Source data:
<<<<
//! Storage module for persisting sync data
//!
//! This module handles all database operations for the engine, including:
//! - SQLite database initialization and schema management
//! - Staleness records and last payloads per item
//! - The pending-work escalation queue
//! - The append-only health log

mod schema;
mod sqlite;
mod traits;

pub use sqlite::SqliteStorage;
pub use traits::{Storage, StorageError, StorageResult};

use crate::HarvestError;
use chrono::{DateTime, Utc};
use std::path::Path;
use std::sync::{Mutex, MutexGuard, PoisonError};

/// Initializes or opens a storage database
///
/// # Arguments
///
/// * `path` - Path to the SQLite database file
///
/// # Returns
///
/// * `Ok(SqliteStorage)` - Successfully initialized storage
/// * `Err(HarvestError)` - Failed to initialize storage
pub fn open_storage(path: &Path) -> Result<SqliteStorage, HarvestError> {
    SqliteStorage::new(path)
}

/// Locks a shared store
///
/// A panic in another holder leaves the connection usable, so a poisoned
/// lock is recovered rather than propagated.
pub fn lock_store<S>(store: &Mutex<S>) -> MutexGuard<'_, S> {
    store.lock().unwrap_or_else(PoisonError::into_inner)
}

/// Status of a pending task
#[derive(Debug, Clone, Copy, PartialEq, Eq, Hash)]
pub enum TaskStatus {
    Pending,
    Done,
    Failed,
}

impl TaskStatus {
    pub fn to_db_string(&self) -> &'static str {
        match self {
            Self::Pending => "pending",
            Self::Done => "done",
            Self::Failed => "failed",
        }
    }

    pub fn from_db_string(s: &str) -> Option<Self> {
        match s {
            "pending" => Some(Self::Pending),
            "done" => Some(Self::Done),
            "failed" => Some(Self::Failed),
            _ => None,
        }
    }

    /// Open tasks still occupy their `(kind, identifier)` key
    pub fn is_open(&self) -> bool {
        !matches!(self, Self::Done)
    }
}

/// A unit of work escalated for out-of-band resolution
#[derive(Debug, Clone)]
pub struct PendingTask {
    pub id: i64,
    pub kind: String,
    pub identifier: String,
    pub url: String,
    pub reason: String,
    pub context: serde_json::Value,
    pub attempts: u32,
    pub first_seen_at: DateTime<Utc>,
    pub last_attempt_at: DateTime<Utc>,
    pub status: TaskStatus,
    pub completed_at: Option<DateTime<Utc>>,
    pub last_error: Option<String>,
    pub result: Option<serde_json::Value>,

    /// When a resolver last claimed the task; cleared by a new escalation
    pub claimed_at: Option<DateTime<Utc>>,
}

/// Fields supplied when escalating a task
#[derive(Debug, Clone)]
pub struct NewPendingTask {
    pub kind: String,
    pub identifier: String,
    pub url: String,
    pub reason: String,
    pub context: serde_json::Value,
}

/// Status of a health log entry
#[derive(Debug, Clone, Copy, PartialEq, Eq, Hash)]
pub enum HealthStatus {
    Ok,
    Fail,
    Alert,
}

impl HealthStatus {
    pub fn to_db_string(&self) -> &'static str {
        match self {
            Self::Ok => "ok",
            Self::Fail => "fail",
            Self::Alert => "alert",
        }
    }

    pub fn from_db_string(s: &str) -> Option<Self> {
        match s {
            "ok" => Some(Self::Ok),
            "fail" => Some(Self::Fail),
            "alert" => Some(Self::Alert),
            _ => None,
        }
    }
}

/// One row of the health log
#[derive(Debug, Clone)]
pub struct HealthLogEntry {
    pub id: i64,
    pub scraper_type: String,
    pub status: HealthStatus,
    pub duration_ms: u64,
    pub items_processed: u64,
    pub error_text: Option<String>,
    pub meta: Option<serde_json::Value>,
    pub created_at: DateTime<Utc>,
}

/// Fields supplied when appending to the health log
#[derive(Debug, Clone)]
pub struct NewHealthEntry {
    pub scraper_type: String,
    pub status: HealthStatus,
    pub duration_ms: u64,
    pub items_processed: u64,
    pub error_text: Option<String>,
    pub meta: Option<serde_json::Value>,
}
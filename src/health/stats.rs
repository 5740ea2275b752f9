//! Health statistics from the health log
//!
//! This module provides functionality for summarizing and displaying the
//! health log per scraper type.

use crate::storage::{HealthLogEntry, HealthStatus, Storage, StorageResult};
use std::collections::HashMap;

/// Health summary for one scraper type
#[derive(Debug, Clone)]
pub struct ScraperHealth {
    pub scraper_type: String,

    /// Count of entries by status
    pub counts: HashMap<HealthStatus, u64>,

    /// Most recent entries, newest first
    pub recent: Vec<HealthLogEntry>,
}

impl ScraperHealth {
    /// Number of failures since the last successful run
    pub fn current_failure_streak(&self) -> usize {
        self.recent
            .iter()
            .take_while(|entry| entry.status != HealthStatus::Ok)
            .filter(|entry| entry.status == HealthStatus::Fail)
            .count()
    }

    /// Total runs recorded (alerts are derived rows, not runs)
    pub fn total_runs(&self) -> u64 {
        self.count(HealthStatus::Ok) + self.count(HealthStatus::Fail)
    }

    pub fn count(&self, status: HealthStatus) -> u64 {
        self.counts.get(&status).copied().unwrap_or(0)
    }
}

/// Health summary across scraper types
#[derive(Debug, Clone, Default)]
pub struct HealthStatistics {
    pub scrapers: Vec<ScraperHealth>,
}

/// Loads health statistics from storage
///
/// # Arguments
///
/// * `storage` - The storage backend to query
/// * `recent_limit` - How many recent entries to keep per scraper type
///
/// # Returns
///
/// * `Ok(HealthStatistics)` - Successfully loaded statistics
/// * `Err(StorageError)` - Failed to query statistics
pub fn load_statistics(
    storage: &dyn Storage,
    recent_limit: usize,
) -> StorageResult<HealthStatistics> {
    let mut scrapers = Vec::new();

    for scraper_type in storage.health_scraper_types()? {
        let counts = storage.count_health_by_status(&scraper_type)?;
        let recent = storage.recent_health_entries(&scraper_type, recent_limit)?;
        scrapers.push(ScraperHealth {
            scraper_type,
            counts,
            recent,
        });
    }

    Ok(HealthStatistics { scrapers })
}

/// Prints statistics to stdout in a formatted manner
///
/// # Arguments
///
/// * `stats` - The statistics to display
pub fn print_statistics(stats: &HealthStatistics) {
    println!("=== Health Statistics ===\n");

    if stats.scrapers.is_empty() {
        println!("No runs recorded yet.");
        return;
    }

    for scraper in &stats.scrapers {
        let total = scraper.total_runs();
        let ok = scraper.count(HealthStatus::Ok);
        let success_rate = if total > 0 {
            (ok as f64 / total as f64) * 100.0
        } else {
            0.0
        };

        println!("{}:", scraper.scraper_type);
        println!(
            "  Runs: {} ok, {} failed ({:.1}% success)",
            ok,
            scraper.count(HealthStatus::Fail),
            success_rate
        );
        println!("  Alerts raised: {}", scraper.count(HealthStatus::Alert));
        println!("  Current failure streak: {}", scraper.current_failure_streak());

        if !scraper.recent.is_empty() {
            println!("  Recent entries:");
            for entry in &scraper.recent {
                println!(
                    "    #{} {} {:<5} {:>7}ms {:>4} items {}",
                    entry.id,
                    entry.created_at.format("%Y-%m-%d %H:%M:%S"),
                    entry.status.to_db_string(),
                    entry.duration_ms,
                    entry.items_processed,
                    entry.error_text.as_deref().unwrap_or("")
                );
            }
        }
        println!();
    }
}
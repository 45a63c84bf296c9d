//! # procwrap Common Utilities (`common`)
//!
//! File: cli/src/common/mod.rs
//! Author: Christi Mahu
//!
//! ## Overview
//!
//! Shared building blocks used by the command handlers (`commands::`) and
//! exposed through the library API:
//!
//! - **`process`**: Managed execution of external programs: command parsing,
//!   output capture, the `ProcessHandle` lifecycle and the execution wrapper.
//! - **`system`**: Host inspection (OS distribution detection) and the
//!   "program not installed" remediation message.
//!

/// Managed execution of external processes.
pub mod process;
/// Host system inspection and install diagnostics.
pub mod system;
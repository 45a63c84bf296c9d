//! # procwrap Check Command
//!
//! File: cli/src/commands/check.rs
//! Author: Christi Mahu
//!
//! ## Overview
//!
//! Implements `procwrap check`: run a command to completion and fail unless it
//! exits with the expected code (0 by default). Output is printed either way,
//! which makes the command handy in scripts that need success-or-die semantics.
//!
//! ```bash
//! procwrap check -- make test
//! procwrap check --expect 1 -- grep -q needle haystack.txt
//! ```
//!
use super::{blocking, print_output, TargetArgs};
use crate::core::error::{ProcessError, Result};
use clap::Parser;
use tracing::{debug, info};

/// Arguments for the `check` subcommand.
#[derive(Parser, Debug)]
#[command(about = "Run a command and fail unless it exits with the expected code")]
pub struct CheckArgs {
    /// Exit code the command must return.
    #[arg(long, short = 'e', default_value_t = 0, allow_negative_numbers = true)]
    pub expect: i32,

    #[command(flatten)]
    pub target: TargetArgs,
}

/// Handler for `procwrap check`.
pub async fn handle_check(args: CheckArgs) -> Result<()> {
    info!("Handling check command...");
    debug!("Check args: {:?}", args);

    let expected = args.expect;
    let handle = args.target.build_handle()?;
    let (handle, outcome) = blocking(move || {
        let mut handle = handle;
        let outcome = handle.check_success(expected).map(|_| ());
        Ok::<_, ProcessError>((handle, outcome))
    })
    .await?;

    print_output(&handle);
    outcome?;
    info!("Command exited with the expected code {}.", expected);
    Ok(())
}
//! # procwrap With Command
//!
//! File: cli/src/commands/with.rs
//! Author: Christi Mahu
//!
//! ## Overview
//!
//! Implements `procwrap with`: keep a background command alive only while
//! another command runs. The background command is started, given `--delay`
//! seconds to initialize, then the work command runs to completion and must
//! exit 0. The background command is always stopped (SIGTERM + wait) before
//! `procwrap` returns, also when the work command fails.
//!
//! ```bash
//! # Serve files while probing the server
//! procwrap with --server "python3 -m http.server 8123" --delay 0.5 -- curl -fsS localhost:8123
//! ```
//!
use super::{blocking, TargetArgs};
use crate::common::process::ProcessHandle;
use crate::core::error::{ProcResult, ProcessError, Result};
use anyhow::{anyhow, Context};
use clap::Parser;
use std::time::Duration;
use tracing::{debug, info};

/// Arguments for the `with` subcommand.
#[derive(Parser, Debug)]
#[command(about = "Run a command while a background command is kept alive")]
pub struct WithArgs {
    /// Background command (shell syntax, tokenized only) kept alive during the work.
    #[arg(long, short = 's')]
    pub server: String,

    /// Seconds to wait after starting the background command.
    #[arg(long, short = 'd', default_value_t = 0.0, allow_negative_numbers = true)]
    pub delay: f64,

    #[command(flatten)]
    pub work: TargetArgs,
}

/// Handler for `procwrap with`.
pub async fn handle_with(args: WithArgs) -> Result<()> {
    info!("Handling with command...");
    debug!("With args: {:?}", args);

    let delay = Duration::try_from_secs_f64(args.delay)
        .map_err(|e| anyhow!("Invalid --delay {}: {}", args.delay, e))?;
    let mut server = ProcessHandle::new(args.server.as_str())
        .context("Failed to prepare the background command")?;
    let mut work = args.work.build_handle()?;

    let output = blocking(move || -> ProcResult<Option<String>> {
        let wrapped = server.wrap(
            move || -> ProcResult<Option<String>> {
                work.check_success(0)?;
                Ok(work.stdout().map(str::to_owned))
            },
            delay,
        );
        let result = wrapped();
        debug!("Background command after stop: {}", server);
        result
    })
    .await
    .map_err(unwrap_work_error)?;

    if let Some(out) = output.filter(|s| !s.is_empty()) {
        println!("{}", out);
    }
    Ok(())
}

/// Surfaces the work command's own failure instead of the wrapper around it.
fn unwrap_work_error(error: anyhow::Error) -> anyhow::Error {
    match error.downcast::<ProcessError>() {
        Ok(process_error) => match process_error.into_work_error() {
            Ok(work_error) => match work_error.downcast::<ProcessError>() {
                Ok(inner) => anyhow!(*inner),
                Err(other) => anyhow!(other),
            },
            Err(not_wrapped) => anyhow!(not_wrapped),
        },
        Err(other) => other,
    }
}

// --- Unit Tests ---
#[cfg(test)]
mod tests {
    use super::*;

    #[test]
    fn test_with_args_parsing() {
        let args = WithArgs::try_parse_from([
            "with", "--server", "sleep 5", "--delay", "0.25", "--", "echo", "hi",
        ])
        .unwrap();
        assert_eq!(args.server, "sleep 5");
        assert_eq!(args.delay, 0.25);
        assert_eq!(args.work.argv, vec!["echo", "hi"]);
    }

    #[cfg(unix)]
    #[tokio::test]
    async fn test_handle_with_success_and_failure() {
        let ok = WithArgs::try_parse_from(["with", "-s", "sleep 30", "--", "echo", "hi"]).unwrap();
        assert!(handle_with(ok).await.is_ok());

        let bad = WithArgs::try_parse_from(["with", "-s", "sleep 30", "--", "false"]).unwrap();
        let err = handle_with(bad).await.unwrap_err();
        assert!(matches!(
            err.downcast_ref::<ProcessError>(),
            Some(ProcessError::UnexpectedExitCode { .. })
        ));
    }

    #[tokio::test]
    async fn test_handle_with_rejects_negative_delay() {
        let args = WithArgs::try_parse_from([
            "with", "-s", "sleep 30", "--delay", "-1", "--", "true",
        ])
        .unwrap();
        let err = handle_with(args).await.unwrap_err();
        assert!(err.to_string().contains("Invalid --delay"));
    }
}
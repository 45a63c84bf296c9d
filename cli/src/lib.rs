//! # procwrap Library
//!
//! File: cli/src/lib.rs
//! Author: Christi Mahu
//!
//! ## Overview
//!
//! Managed wrapper around external-process execution. Start a child process,
//! capture its output without deadlocking, wait for it, signal termination,
//! and get structured errors when anything goes wrong.
//!
//! ```rust,no_run
//! use procwrap::ProcessHandle;
//!
//! # fn main() -> procwrap::ProcResult<()> {
//! let mut echo = ProcessHandle::new(["echo", "hello"])?;
//! echo.run()?;
//! assert_eq!(echo.stdout(), Some("hello"));
//! # Ok(())
//! # }
//! ```
//!
//! The `procwrap` binary (`main.rs`) is a thin CLI over the same API; its
//! subcommand handlers live in `commands`.
//!
pub mod commands;
pub mod common;
pub mod core;

pub use crate::common::process::{
    wrap, CaptureMode, Command, CommandInput, ProcessHandle, ProcessState,
};
pub use crate::core::error::{BoxError, ProcResult, ProcessError};
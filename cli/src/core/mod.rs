//! # procwrap Core Infrastructure
//!
//! File: cli/src/core/mod.rs
//! Author: Christi Mahu
//!
//! ## Overview
//!
//! Foundational pieces used across the crate:
//! - `config`: Loading of the user's command alias table
//! - `error`: The `ProcessError` taxonomy and `Result` aliases
//!
//! ```rust
//! use procwrap::core::config; // Alias lookup
//! use procwrap::core::error::{ProcessError, ProcResult, Result}; // Error handling
//! ```
//!
pub mod config;
pub mod error;
//! # procwrap Main Entry Point
//!
//! File: cli/src/main.rs
//! Author: Christi Mahu
//!
//! ## Overview
//!
//! This file serves as the main entry point for the `procwrap` CLI.
//! It handles:
//! - Command-line argument parsing using Clap
//! - Setting up the logging system based on verbosity flags
//! - Routing execution to the subcommand handlers in `procwrap::commands`
//!
//! ## Examples
//!
//! ```bash
//! # Get help
//! procwrap --help
//!
//! # Run a command with lifecycle logging
//! procwrap -vv run -- echo hello
//! ```
//!
//! Command processing flow:
//! 1. Parse command-line args via Clap
//! 2. Configure logging based on verbosity level
//! 3. Route to the appropriate command handler
//! 4. Print any error and exit with the matching status
//!
use clap::Parser;
use procwrap::commands;
use tracing_subscriber::{fmt, EnvFilter};

/// Top-level command-line arguments.
#[derive(Parser, Debug)]
#[command(
    name = "procwrap",
    about = "Run external programs with managed lifecycle and deadlock-free output capture",
    long_about = "Start, wait for, check and terminate external programs.\n\
                  Output is captured through scratch files (or concurrently drained pipes),\n\
                  commands are never passed through a shell.",
    propagate_version = true,
    version
)]
struct Cli {
    #[command(subcommand)]
    command: Commands,
    #[arg(short, long, action = clap::ArgAction::Count, global = true)]
    verbose: u8,
}

/// All available subcommands.
#[derive(Parser, Debug)]
enum Commands {
    #[command(alias = "r")]
    Run(commands::run::RunArgs),
    #[command(alias = "c")]
    Check(commands::check::CheckArgs),
    #[command(alias = "i")]
    Installed(commands::installed::InstalledArgs),
    #[command(alias = "w")]
    With(commands::with::WithArgs),
}

#[tokio::main]
async fn main() -> anyhow::Result<()> {
    let cli = Cli::parse();

    let log_level = match cli.verbose {
        0 => "warn",
        1 => "info",
        2 => "debug",
        _ => "trace",
    };
    let env_filter =
        EnvFilter::try_from_default_env().unwrap_or_else(|_| EnvFilter::new(log_level));
    fmt::Subscriber::builder()
        .with_env_filter(env_filter)
        .with_writer(std::io::stderr)
        .with_target(false)
        .compact()
        .init();

    tracing::debug!("Parsed CLI arguments: {:?}", cli);

    let command_result = match cli.command {
        Commands::Run(args) => commands::run::handle_run(args).await,
        Commands::Check(args) => commands::check::handle_check(args).await,
        Commands::Installed(args) => commands::installed::handle_installed(args).await,
        Commands::With(args) => commands::with::handle_with(args).await,
    };

    if let Err(e) = command_result {
        tracing::error!("Command execution failed: {:?}", e);
        eprintln!("Error: {}", e);
        std::process::exit(commands::exit_status_for(&e));
    }

    Ok(())
}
>>>>
Problem requirements :: Report the lines above that have the word "await" in them.

Response for this exercise ::
    .await?;
    .await
        assert!(handle_with(ok).await.is_ok());
        let err = handle_with(bad).await.unwrap_err();
        let err = handle_with(args).await.unwrap_err();
        Commands::Run(args) => commands::run::handle_run(args).await,
        Commands::Check(args) => commands::check::handle_check(args).await,
        Commands::Installed(args) => commands::installed::handle_installed(args).await,
        Commands::With(args) => commands::with::handle_with(args).await,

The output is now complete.